En excellent pédagogue qu’il était, Jacques Perez considérait qu’il n’y avait pas de «mauvaises photos» mais de «moins bonnes photos».
Né il y a 90 ans en Tunisie, il racontait à ses interlocuteurs, depuis son bureau niché dans sa maison de la Hafsia, quartier des commerçants de la fripe, ses souvenirs d’enfance et le roman familial : comment il devint photographe au sein de cette famille avec la grand-mère paternelle livournaise, sa mère allemande, artiste amoureuse d’un commerçant juif séducteur « touensa » de Kairouan et une ribambelle de demi-frères. A 15 ans son père lui offre son premier appareil, un Photax. Il grandit comme un européen de l’époque, dans un environnement multiculturel et multilingue et suivit des études au Collège Technique Émile Loubet, où il enseignera par la suite les techniques graphiques.
«J’aimerais publier un livre sur les deux dimensions de Tunis, l’orientale et l’occidentale» fut son premier projet et abouti au célèbre livre Éloges de Sidi Bou Saïd, qui sera publié en 1975 et est devenu introuvable aujourd’hui.
Il rencontrera entre autres Max-Pol Fouchet, Man Ray, Jean Cocteau, Henri Langlois :
« …une photo est une photo, sans distinction aucune par rapport à sa finalité.

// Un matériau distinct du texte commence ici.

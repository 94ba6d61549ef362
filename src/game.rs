use tracing::{debug, info};

use crate::config::GameConfig;
use crate::food::FoodSpawner;
use crate::grid::{Direction, PlayArea, Position};
use crate::snake::{MoveResult, Snake};

#[derive(Debug, Clone, Copy, PartialEq, Eq)]
pub enum GameOverReason {
    WallCollision,
    SelfCollision,
    /// No free cell left for food: the player won.
    BoardFull,
}

impl GameOverReason {
    pub fn is_win(&self) -> bool {
        matches!(self, GameOverReason::BoardFull)
    }
}

#[derive(Debug, Clone, Copy, PartialEq, Eq)]
pub enum Phase {
    NotStarted,
    Running,
    Paused,
    GameOver(GameOverReason),
}

#[derive(Debug, Clone, Copy, PartialEq, Eq)]
pub enum TickResult {
    Continue(u32),
    GameOver { reason: GameOverReason, score: u32 },
}

/// One game of snake: the snake, the food, and the score.
///
/// The high score is only held in memory here; loading and saving it is up to
/// whoever owns the state.
#[derive(Debug, Clone)]
pub struct GameState {
    config: GameConfig,
    area: PlayArea,
    snake: Snake,
    food: Option<Position>,
    spawner: FoodSpawner,
    score: u32,
    high_score: u32,
    foods_eaten: u32,
    steps: u64,
    phase: Phase,
}

impl GameState {
    pub fn new(config: GameConfig, high_score: u32) -> Self {
        Self::with_spawner(config, FoodSpawner::new(), high_score)
    }

    pub fn with_spawner(config: GameConfig, spawner: FoodSpawner, high_score: u32) -> Self {
        let area = config.play_area();
        let snake = initial_snake(&config, &area);
        let mut state = GameState {
            config,
            area,
            snake,
            food: None,
            spawner,
            score: 0,
            high_score,
            foods_eaten: 0,
            steps: 0,
            phase: Phase::NotStarted,
        };
        state.food = state.spawner.spawn(state.snake.occupied(), &state.area);
        state
    }

    /// Starts from an arbitrary snake. Food is spawned unless given; a given
    /// food cell must not lie on the snake.
    pub fn with_snake(
        config: GameConfig,
        snake: Snake,
        food: Option<Position>,
        spawner: FoodSpawner,
    ) -> Self {
        let mut state = Self::with_spawner(config, spawner, 0);
        state.snake = snake;
        state.food = match food {
            Some(pos) if !state.snake.contains(pos) => Some(pos),
            _ => state.spawner.spawn(state.snake.occupied(), &state.area),
        };
        state
    }

    pub fn config(&self) -> &GameConfig {
        &self.config
    }

    pub fn area(&self) -> &PlayArea {
        &self.area
    }

    pub fn snake(&self) -> &Snake {
        &self.snake
    }

    pub fn food(&self) -> Option<Position> {
        self.food
    }

    pub fn score(&self) -> u32 {
        self.score
    }

    pub fn high_score(&self) -> u32 {
        self.high_score
    }

    pub fn foods_eaten(&self) -> u32 {
        self.foods_eaten
    }

    pub fn steps(&self) -> u64 {
        self.steps
    }

    pub fn phase(&self) -> Phase {
        self.phase
    }

    pub fn is_running(&self) -> bool {
        self.phase == Phase::Running
    }

    pub fn start(&mut self) {
        if self.phase == Phase::NotStarted {
            info!(area = ?self.area, "game started");
            self.phase = Phase::Running;
        }
    }

    pub fn toggle_pause(&mut self) {
        self.phase = match self.phase {
            Phase::Running => Phase::Paused,
            Phase::Paused => Phase::Running,
            other => other,
        };
    }

    /// A direction before the first tick also starts the game.
    pub fn set_direction(&mut self, direction: Direction) {
        match self.phase {
            Phase::NotStarted => {
                self.start();
                self.snake.set_direction(direction);
            }
            Phase::Running => self.snake.set_direction(direction),
            Phase::Paused | Phase::GameOver(_) => {}
        }
    }

    /// Puts a fresh snake in the middle and clears the score. The high score
    /// is kept.
    pub fn reset(&mut self) {
        self.snake = initial_snake(&self.config, &self.area);
        self.food = self.spawner.spawn(self.snake.occupied(), &self.area);
        self.score = 0;
        self.foods_eaten = 0;
        self.steps = 0;
        self.phase = Phase::NotStarted;
    }

    pub fn restart(&mut self) {
        self.reset();
        self.start();
    }

    /// Advances the game by one cell.
    ///
    /// Only a running game changes; a finished game keeps reporting its
    /// result until it is reset.
    pub fn tick(&mut self) -> TickResult {
        match self.phase {
            Phase::Running => {}
            Phase::GameOver(reason) => return TickResult::GameOver { reason, score: self.score },
            Phase::NotStarted | Phase::Paused => return TickResult::Continue(self.score),
        }

        // The body never leaves the area, so a head outside it cannot be a
        // self-collision as well.
        if let Some(next) = self.snake.next_head() {
            if !self.area.contains(next) {
                return self.finish(GameOverReason::WallCollision);
            }
        }

        match self.snake.step() {
            MoveResult::SelfCollision => return self.finish(GameOverReason::SelfCollision),
            MoveResult::Idle => return TickResult::Continue(self.score),
            MoveResult::Moved { new_head, .. } => {
                self.steps += 1;
                if self.food == Some(new_head) && self.eat() {
                    return self.finish(GameOverReason::BoardFull);
                }
            }
        }

        TickResult::Continue(self.score)
    }

    /// Returns true when no food can be placed anymore.
    fn eat(&mut self) -> bool {
        self.score = self.score.saturating_add(self.config.food_reward);
        self.foods_eaten += 1;
        self.snake.grow();
        if self.score > self.high_score {
            self.high_score = self.score;
        }

        self.food = self.spawner.spawn(self.snake.occupied(), &self.area);
        debug!(score = self.score, food = ?self.food, "food eaten");

        // Once the pending growth covers every cell the board is won, even if
        // the tail still leaves a gap this tick.
        if self.snake.target_len() >= self.area.cell_count() {
            self.food = None;
        }
        self.food.is_none()
    }

    fn finish(&mut self, reason: GameOverReason) -> TickResult {
        info!(?reason, score = self.score, high_score = self.high_score, "game over");
        self.phase = Phase::GameOver(reason);
        TickResult::GameOver { reason, score: self.score }
    }
}

fn initial_snake(config: &GameConfig, area: &PlayArea) -> Snake {
    Snake::new(area.center(), config.initial_length, config.initial_direction)
}

#[cfg(test)]
mod tests {
    use super::*;
    use crate::grid::Direction::*;

    fn p(x: i32, y: i32) -> Position {
        Position::new(x, y)
    }

    fn running(config: GameConfig, snake: Snake, food: Position) -> GameState {
        let mut state = GameState::with_snake(config, snake, Some(food), FoodSpawner::seeded(42));
        state.start();
        state
    }

    #[test]
    fn test_new_game() {
        let state = GameState::with_spawner(GameConfig::new(10, 10), FoodSpawner::seeded(1), 30);
        assert_eq!(state.phase(), Phase::NotStarted);
        assert_eq!(state.score(), 0);
        assert_eq!(state.high_score(), 30);
        assert_eq!(state.snake().head(), p(5, 5));
        assert_eq!(state.snake().len(), 1);
        assert_eq!(state.snake().facing(), None);

        let food = state.food().unwrap();
        assert!(!state.snake().contains(food));
    }

    #[test]
    fn test_tick_before_start_does_nothing() {
        let mut state = GameState::with_spawner(
            GameConfig { initial_direction: Some(Right), ..GameConfig::new(10, 10) },
            FoodSpawner::seeded(1),
            0,
        );
        assert_eq!(state.tick(), TickResult::Continue(0));
        assert_eq!(state.snake().head(), p(5, 5));
    }

    #[test]
    fn test_direction_starts_game() {
        let mut state = GameState::with_spawner(GameConfig::new(10, 10), FoodSpawner::seeded(1), 0);
        state.set_direction(Up);
        assert_eq!(state.phase(), Phase::Running);
        state.tick();
        assert_eq!(state.snake().head(), p(5, 4));
    }

    #[test]
    fn test_stationary_tick_is_idle() {
        let mut state = GameState::with_spawner(GameConfig::new(10, 10), FoodSpawner::seeded(1), 0);
        state.start();
        assert_eq!(state.tick(), TickResult::Continue(0));
        assert_eq!(state.snake().head(), p(5, 5));
        assert_eq!(state.steps(), 0);
    }

    #[test]
    fn test_eating_scores_and_grows() {
        let snake = Snake::new(p(5, 5), 1, Some(Right));
        let mut state = running(GameConfig::new(10, 10), snake, p(6, 5));

        assert_eq!(state.tick(), TickResult::Continue(10));
        assert_eq!(state.snake().head(), p(6, 5));
        assert_eq!(state.snake().target_len(), 2);
        assert_eq!(state.foods_eaten(), 1);
        assert_eq!(state.high_score(), 10);

        let food = state.food().unwrap();
        assert!(!state.snake().contains(food));
    }

    #[test]
    fn test_high_score_only_rises() {
        let snake = Snake::new(p(5, 5), 1, Some(Right));
        let mut state = GameState::with_snake(
            GameConfig::new(10, 10),
            snake,
            Some(p(6, 5)),
            FoodSpawner::seeded(3),
        );
        state.high_score = 50;
        state.start();
        state.tick();
        assert_eq!(state.score(), 10);
        assert_eq!(state.high_score(), 50);
    }

    #[test]
    fn test_wall_collision_in_inset_area() {
        let config = GameConfig { inset: 2, ..GameConfig::new(10, 10) };
        let snake = Snake::new(p(2, 5), 1, Some(Left));
        let mut state = running(config, snake, p(6, 6));

        assert_eq!(
            state.tick(),
            TickResult::GameOver { reason: GameOverReason::WallCollision, score: 0 }
        );
        assert_eq!(state.snake().head(), p(2, 5));
    }

    #[test]
    fn test_self_collision_ends_game() {
        let snake = Snake::from_segments(
            vec![p(5, 5), p(6, 5), p(6, 6), p(5, 6), p(4, 6)],
            Some(Left),
        )
        .unwrap();
        let mut state = running(GameConfig::new(10, 10), snake, p(0, 0));
        state.set_direction(Down);

        assert_eq!(
            state.tick(),
            TickResult::GameOver { reason: GameOverReason::SelfCollision, score: 0 }
        );
        assert_eq!(state.phase(), Phase::GameOver(GameOverReason::SelfCollision));
    }

    #[test]
    fn test_tick_after_game_over_is_inert() {
        let snake = Snake::new(p(0, 5), 2, Some(Left));
        let mut state = running(GameConfig::new(10, 10), snake, p(6, 6));
        let first = state.tick();

        let before: Vec<_> = state.snake().segments().copied().collect();
        let food = state.food();
        for _ in 0..3 {
            assert_eq!(state.tick(), first);
        }
        assert_eq!(state.snake().segments().copied().collect::<Vec<_>>(), before);
        assert_eq!(state.food(), food);
        assert_eq!(state.score(), 0);
    }

    #[test]
    fn test_pause_suspends_ticks() {
        let snake = Snake::new(p(5, 5), 1, Some(Right));
        let mut state = running(GameConfig::new(10, 10), snake, p(0, 0));
        state.toggle_pause();
        assert_eq!(state.phase(), Phase::Paused);

        state.set_direction(Down);
        state.tick();
        assert_eq!(state.snake().head(), p(5, 5));
        assert_eq!(state.snake().pending_direction(), None);

        state.toggle_pause();
        state.tick();
        assert_eq!(state.snake().head(), p(6, 5));
    }

    #[test]
    fn test_reset_restores_initial_state() {
        let snake = Snake::new(p(5, 5), 1, Some(Right));
        let mut state = running(GameConfig::new(10, 10), snake, p(6, 5));
        state.tick();
        state.set_direction(Down);
        state.reset();

        assert_eq!(state.phase(), Phase::NotStarted);
        assert_eq!(state.score(), 0);
        assert_eq!(state.high_score(), 10);
        assert_eq!(state.snake().len(), 1);
        assert_eq!(state.snake().target_len(), 1);
        assert_eq!(state.snake().pending_direction(), None);
        assert!(!state.snake().contains(state.food().unwrap()));

        state.restart();
        assert!(state.is_running());
    }

    #[test]
    fn test_huge_reward_saturates_score() {
        let config = GameConfig { food_reward: u32::MAX / 2 + 1, ..GameConfig::new(4, 1) };
        assert!(config.validate().is_ok());

        // Growth already pending, so the cell behind stays covered and the
        // second food can only land ahead.
        let mut snake = Snake::new(p(0, 0), 1, Some(Right));
        snake.grow();
        let mut state = running(config, snake, p(1, 0));
        assert_eq!(state.tick(), TickResult::Continue(u32::MAX / 2 + 1));

        let result = loop {
            match state.tick() {
                TickResult::Continue(_) => continue,
                over => break over,
            }
        };
        assert_eq!(
            result,
            TickResult::GameOver { reason: GameOverReason::BoardFull, score: u32::MAX }
        );
        assert_eq!(state.foods_eaten(), 2);
        assert_eq!(state.high_score(), u32::MAX);
    }

    #[test]
    fn test_board_full_is_a_win() {
        let config = GameConfig::new(2, 2);
        let snake = Snake::from_segments(vec![p(0, 1), p(0, 0), p(1, 0)], Some(Down)).unwrap();
        let mut state = running(config, snake, p(1, 1));
        state.set_direction(Right);

        let result = state.tick();
        assert_eq!(result, TickResult::GameOver { reason: GameOverReason::BoardFull, score: 10 });
        assert!(GameOverReason::BoardFull.is_win());
        assert_eq!(state.food(), None);
    }
}
use std::path::PathBuf;

use thiserror::Error;

#[derive(Debug, Error)]
pub enum Error {
    #[error("I/O error: {0}")]
    Io(#[from] std::io::Error),

    #[error("failed to parse config {path}: {source}")]
    ConfigParse {
        path: PathBuf,
        #[source]
        source: toml::de::Error,
    },

    #[error("invalid config: {0}")]
    InvalidConfig(String),

    #[error("terminal too small: {width}x{height}, need at least {min_width}x{min_height}")]
    TerminalTooSmall { width: u16, height: u16, min_width: u16, min_height: u16 },
}

pub type Result<T> = std::result::Result<T, Error>;
use std::io;

use crate::game::{GameState, Phase};
use crate::grid::{Direction, Position};

/// What occupies a cell on screen.
#[derive(Debug, Clone, Copy, PartialEq, Eq)]
pub enum CellRole {
    Empty,
    Head(Option<Direction>),
    Body,
    Food,
    Border,
    Dead,
}

/// How a line of text is meant to stand out.
#[derive(Debug, Clone, Copy, PartialEq, Eq)]
pub enum LabelRole {
    Status,
    /// Something the player has to act on, like a paused game
    Notice,
}

/// A surface addressed in canvas cells.
pub trait Canvas {
    fn draw_cell(&mut self, pos: Position, role: CellRole) -> io::Result<()>;
    fn draw_label(&mut self, pos: Position, text: &str, role: LabelRole) -> io::Result<()>;
    fn present(&mut self) -> io::Result<()>;
}

/// Draws a game onto a canvas: border, board, and the score line above it.
#[derive(Debug, Default)]
pub struct Renderer;

impl Renderer {
    pub fn new() -> Self {
        Renderer
    }

    pub fn render<C: Canvas>(&self, canvas: &mut C, state: &GameState) -> io::Result<()> {
        self.render_border(canvas, state)?;
        self.render_board(canvas, state)?;
        self.render_status(canvas, state)?;
        canvas.present()
    }

    pub fn role_at(&self, state: &GameState, pos: Position) -> CellRole {
        let snake = state.snake();
        let dead = matches!(state.phase(), Phase::GameOver(reason) if !reason.is_win());

        if snake.contains(pos) {
            if dead {
                CellRole::Dead
            } else if pos == snake.head() {
                CellRole::Head(snake.facing())
            } else {
                CellRole::Body
            }
        } else if state.food() == Some(pos) {
            CellRole::Food
        } else {
            CellRole::Empty
        }
    }

    fn render_board<C: Canvas>(&self, canvas: &mut C, state: &GameState) -> io::Result<()> {
        for pos in state.area().cells() {
            canvas.draw_cell(pos, self.role_at(state, pos))?;
        }
        Ok(())
    }

    fn render_border<C: Canvas>(&self, canvas: &mut C, state: &GameState) -> io::Result<()> {
        let area = state.area();
        let (left, top) = (area.origin.x - 1, area.origin.y - 1);
        let right = area.origin.x + area.width as i32;
        let bottom = area.origin.y + area.height as i32;

        for x in left..=right {
            canvas.draw_cell(Position::new(x, top), CellRole::Border)?;
            canvas.draw_cell(Position::new(x, bottom), CellRole::Border)?;
        }
        for y in area.origin.y..bottom {
            canvas.draw_cell(Position::new(left, y), CellRole::Border)?;
            canvas.draw_cell(Position::new(right, y), CellRole::Border)?;
        }
        Ok(())
    }

    fn render_status<C: Canvas>(&self, canvas: &mut C, state: &GameState) -> io::Result<()> {
        let area = state.area();
        let text = status_line(state);
        let width = area.width as usize + 2;
        let padded = format!("{:<width$}", text, width = width);
        let role = match state.phase() {
            Phase::Paused => LabelRole::Notice,
            _ => LabelRole::Status,
        };
        canvas.draw_label(Position::new(area.origin.x - 1, area.origin.y - 2), &padded, role)
    }
}

pub fn status_line(state: &GameState) -> String {
    let suffix = match state.phase() {
        Phase::Paused => "  [paused]",
        _ => "",
    };
    format!("Score: {}  High score: {}{}", state.score(), state.high_score(), suffix)
}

Il faut la réussir le mieux possible, qu’elle soit une commande ou une intuition profonde. Il s’agit du même flux. De la même exigence…La photo, quelque part, il faut l’arracher. Tu l’imagines. Elle naît d’une démarche intellectuelle…La photo demande toutefois une part de spontanéité. Le photographe ne crée pas, il regarde et il transmet ».

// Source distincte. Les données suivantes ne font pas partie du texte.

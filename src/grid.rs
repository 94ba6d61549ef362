use serde::{Deserialize, Serialize};

/// A cell on the canvas, in grid units (column, row).
#[derive(Debug, Clone, Copy, PartialEq, Eq, Hash, Default, Serialize, Deserialize)]
pub struct Position {
    pub x: i32,
    pub y: i32,
}

impl Position {
    pub fn new(x: i32, y: i32) -> Self {
        Self { x, y }
    }

    pub fn offset(&self, direction: Direction) -> Self {
        let (dx, dy) = direction.delta();
        Self { x: self.x + dx, y: self.y + dy }
    }
}

impl From<(i32, i32)> for Position {
    fn from((x, y): (i32, i32)) -> Self {
        Self { x, y }
    }
}

#[derive(Debug, Clone, Copy, PartialEq, Eq, Hash, Serialize, Deserialize)]
pub enum Direction {
    Up,
    Down,
    Left,
    Right,
}

impl Direction {
    pub const ALL: [Direction; 4] = [Direction::Up, Direction::Down, Direction::Left, Direction::Right];

    /// Unit step (dx, dy); rows grow downwards.
    pub fn delta(&self) -> (i32, i32) {
        match self {
            Direction::Up => (0, -1),
            Direction::Down => (0, 1),
            Direction::Left => (-1, 0),
            Direction::Right => (1, 0),
        }
    }

    pub fn opposite(&self) -> Direction {
        match self {
            Direction::Up => Direction::Down,
            Direction::Down => Direction::Up,
            Direction::Left => Direction::Right,
            Direction::Right => Direction::Left,
        }
    }

    pub fn is_opposite(&self, other: Direction) -> bool {
        self.opposite() == other
    }

    pub fn is_vertical(&self) -> bool {
        matches!(self, Direction::Up | Direction::Down)
    }
}

/// The rectangle of the canvas in which the snake may move and food may appear.
///
/// A bordered layout is an inset rectangle; the default covers the whole canvas.
#[derive(Debug, Clone, Copy, PartialEq, Eq, Serialize, Deserialize)]
pub struct PlayArea {
    pub origin: Position,
    pub width: u16,
    pub height: u16,
}

impl PlayArea {
    pub fn new(origin: Position, width: u16, height: u16) -> Self {
        Self { origin, width, height }
    }

    pub fn full(width: u16, height: u16) -> Self {
        Self::new(Position::new(0, 0), width, height)
    }

    /// Shrinks a `width` x `height` canvas by `inset` cells on every side.
    pub fn inset(width: u16, height: u16, inset: u16) -> Self {
        let margin = inset.saturating_mul(2);
        Self::new(
            Position::new(inset as i32, inset as i32),
            width.saturating_sub(margin),
            height.saturating_sub(margin),
        )
    }

    pub fn contains(&self, pos: Position) -> bool {
        pos.x >= self.origin.x
            && pos.x < self.origin.x + self.width as i32
            && pos.y >= self.origin.y
            && pos.y < self.origin.y + self.height as i32
    }

    pub fn center(&self) -> Position {
        Position::new(
            self.origin.x + self.width as i32 / 2,
            self.origin.y + self.height as i32 / 2,
        )
    }

    pub fn cell_count(&self) -> usize {
        self.width as usize * self.height as usize
    }

    pub fn is_empty(&self) -> bool {
        self.cell_count() == 0
    }

    /// Every cell, row by row.
    pub fn cells(&self) -> impl Iterator<Item = Position> + '_ {
        let (ox, oy) = (self.origin.x, self.origin.y);
        let width = self.width as i32;
        (0..self.height as i32).flat_map(move |y| (0..width).map(move |x| Position::new(ox + x, oy + y)))
    }

    /// Maps an index in `0..cell_count()` to its cell, row by row.
    pub fn cell_at(&self, index: usize) -> Position {
        let width = self.width as usize;
        Position::new(
            self.origin.x + (index % width) as i32,
            self.origin.y + (index / width) as i32,
        )
    }
}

L’exposition La Tunisie de Jacques Pérez, organisée à Paris en 1994, dans le cadre du Mois de la Photo, fut un moment fort dans sa carrière. Elle circulera dans plusieurs villes de France. En 1997, sur la principale artère de Tunis, une exposition de photos expressionnistes en noir et blanc – visages, portraits, expressions prises au vol, dont La dame au lion – suscitera un immense intérêt de la part d’un public populaire étonné de se reconnaître.

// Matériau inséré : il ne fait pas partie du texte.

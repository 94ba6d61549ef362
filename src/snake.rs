use std::collections::{HashSet, VecDeque};

use crate::grid::{Direction, Position};
use MoveResult::*;

#[derive(Debug, Clone, Copy, PartialEq, Eq)]
pub enum MoveResult {
    Moved { new_head: Position, old_head: Position, old_tail: Option<Position> },
    /// No facing yet; nothing moved.
    Idle,
    SelfCollision,
}

impl MoveResult {
    pub fn is_collision(&self) -> bool {
        matches!(self, SelfCollision)
    }
}

/// The snake's body, head first.
///
/// `occupied` mirrors `body` so membership checks stay O(1). Both are only
/// touched through `push_head` and `pop_tail`.
#[derive(Debug, Clone)]
pub struct Snake {
    body: VecDeque<Position>,
    occupied: HashSet<Position>,
    target_len: usize,
    facing: Option<Direction>,
    next_facing: Option<Direction>,
}

impl Snake {
    /// Lays `length` segments in a straight line behind `head`.
    ///
    /// A stationary snake is laid out as if it were facing right.
    pub fn new(head: Position, length: usize, facing: Option<Direction>) -> Self {
        let behind = facing.unwrap_or(Direction::Right).opposite();
        let segments = (0..length.max(1) as i32)
            .map(|i| {
                let (dx, dy) = behind.delta();
                Position::new(head.x + dx * i, head.y + dy * i)
            })
            .collect();

        Self::build(segments, facing)
    }

    /// Builds a snake from explicit segments, head first. Returns `None` for an
    /// empty or self-overlapping body.
    pub fn from_segments(segments: Vec<Position>, facing: Option<Direction>) -> Option<Self> {
        let unique: HashSet<_> = segments.iter().copied().collect();
        if segments.is_empty() || unique.len() != segments.len() {
            return None;
        }

        Some(Self::build(segments.into(), facing))
    }

    fn build(body: VecDeque<Position>, facing: Option<Direction>) -> Self {
        let occupied = body.iter().copied().collect();
        let target_len = body.len();
        Snake { body, occupied, target_len, facing, next_facing: None }
    }

    pub fn head(&self) -> Position {
        self.body[0]
    }

    pub fn tail(&self) -> Position {
        self.body[self.body.len() - 1]
    }

    pub fn segments(&self) -> impl Iterator<Item = &Position> + '_ {
        self.body.iter()
    }

    pub fn occupied(&self) -> &HashSet<Position> {
        &self.occupied
    }

    pub fn contains(&self, pos: Position) -> bool {
        self.occupied.contains(&pos)
    }

    pub fn len(&self) -> usize {
        self.body.len()
    }

    pub fn is_empty(&self) -> bool {
        self.body.is_empty()
    }

    /// Length once every pending growth has been applied.
    pub fn target_len(&self) -> usize {
        self.target_len
    }

    pub fn facing(&self) -> Option<Direction> {
        self.facing
    }

    pub fn pending_direction(&self) -> Option<Direction> {
        self.next_facing
    }

    /// Buffers `direction` for the next step. Reversals are ignored; a later
    /// call before the step replaces an earlier one.
    pub fn set_direction(&mut self, direction: Direction) {
        if self.is_reversal(direction) {
            return;
        }

        self.next_facing = Some(direction);
    }

    fn is_reversal(&self, direction: Direction) -> bool {
        match self.facing {
            Some(facing) => facing.is_opposite(direction),
            // Stationary: only the neck is behind us.
            None => self.body.get(1) == Some(&self.head().offset(direction)),
        }
    }

    /// Where the head would land on the next step, if the snake is moving.
    pub fn next_head(&self) -> Option<Position> {
        self.next_facing.or(self.facing).map(|dir| self.head().offset(dir))
    }

    pub fn grow(&mut self) {
        self.target_len += 1;
    }

    /// Advances one cell. On self-collision nothing is mutated.
    pub fn step(&mut self) -> MoveResult {
        let direction = match self.next_facing.or(self.facing) {
            Some(dir) => dir,
            None => return Idle,
        };

        let old_head = self.head();
        let new_head = old_head.offset(direction);
        if self.collides(new_head) {
            return SelfCollision;
        }

        self.facing = Some(direction);
        self.next_facing = None;

        let old_tail = if self.tail_vacates() { self.pop_tail() } else { None };
        self.push_head(new_head);

        Moved { new_head, old_head, old_tail }
    }

    /// The tail only moves out of the way when no growth is pending.
    fn tail_vacates(&self) -> bool {
        self.body.len() >= self.target_len
    }

    fn collides(&self, pos: Position) -> bool {
        self.occupied.contains(&pos) && !(pos == self.tail() && self.tail_vacates())
    }

    fn push_head(&mut self, pos: Position) {
        self.body.push_front(pos);
        self.occupied.insert(pos);
    }

    fn pop_tail(&mut self) -> Option<Position> {
        let tail = self.body.pop_back()?;
        self.occupied.remove(&tail);
        Some(tail)
    }
}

Celui que Frédéric Mitterrand surnommait «le Doisneau tunisien », affirmait :
« Pour moi, l’humain incarne un mystère, que j’ai envie de découvrir. Mais qui peut-être n’existe pas. Je trouve que le regard d’une personne décrit parfaitement son caractère et même sa façon de vivre. Cela m’a toujours fasciné. Ce qui m’attire quelque part chez les hommes et les femmes dont je tire le portrait, c’est l’idée que la personne m’attend. Comme pour la photo de la fameuse vieille dame au visage très ridé de Chebika. Sans un mot entre nous, je me suis rapproché d’elle, elle m’a fait un signe d’acquiescement et elle a posé sa main sur sa joue d’une façon très élégante. Elle prenait en fait la pose et consentait que je la prenne en photo. Parfois le plus important c’est de voir en s’abstenant d’éterniser le moment par des clichés. »
Il a inspiré des générations de photographes tunisiens :
« Je n’ai pas la prétention de faire école. Mais peut-être, que certaines de mes photos, devenues des icônes qui m’échappent, ont suscité des vocations. J’ai reçu chez moi de jeunes photographes, avec qui j’ai longuement échangé. Car la photo ça se discute aussi ».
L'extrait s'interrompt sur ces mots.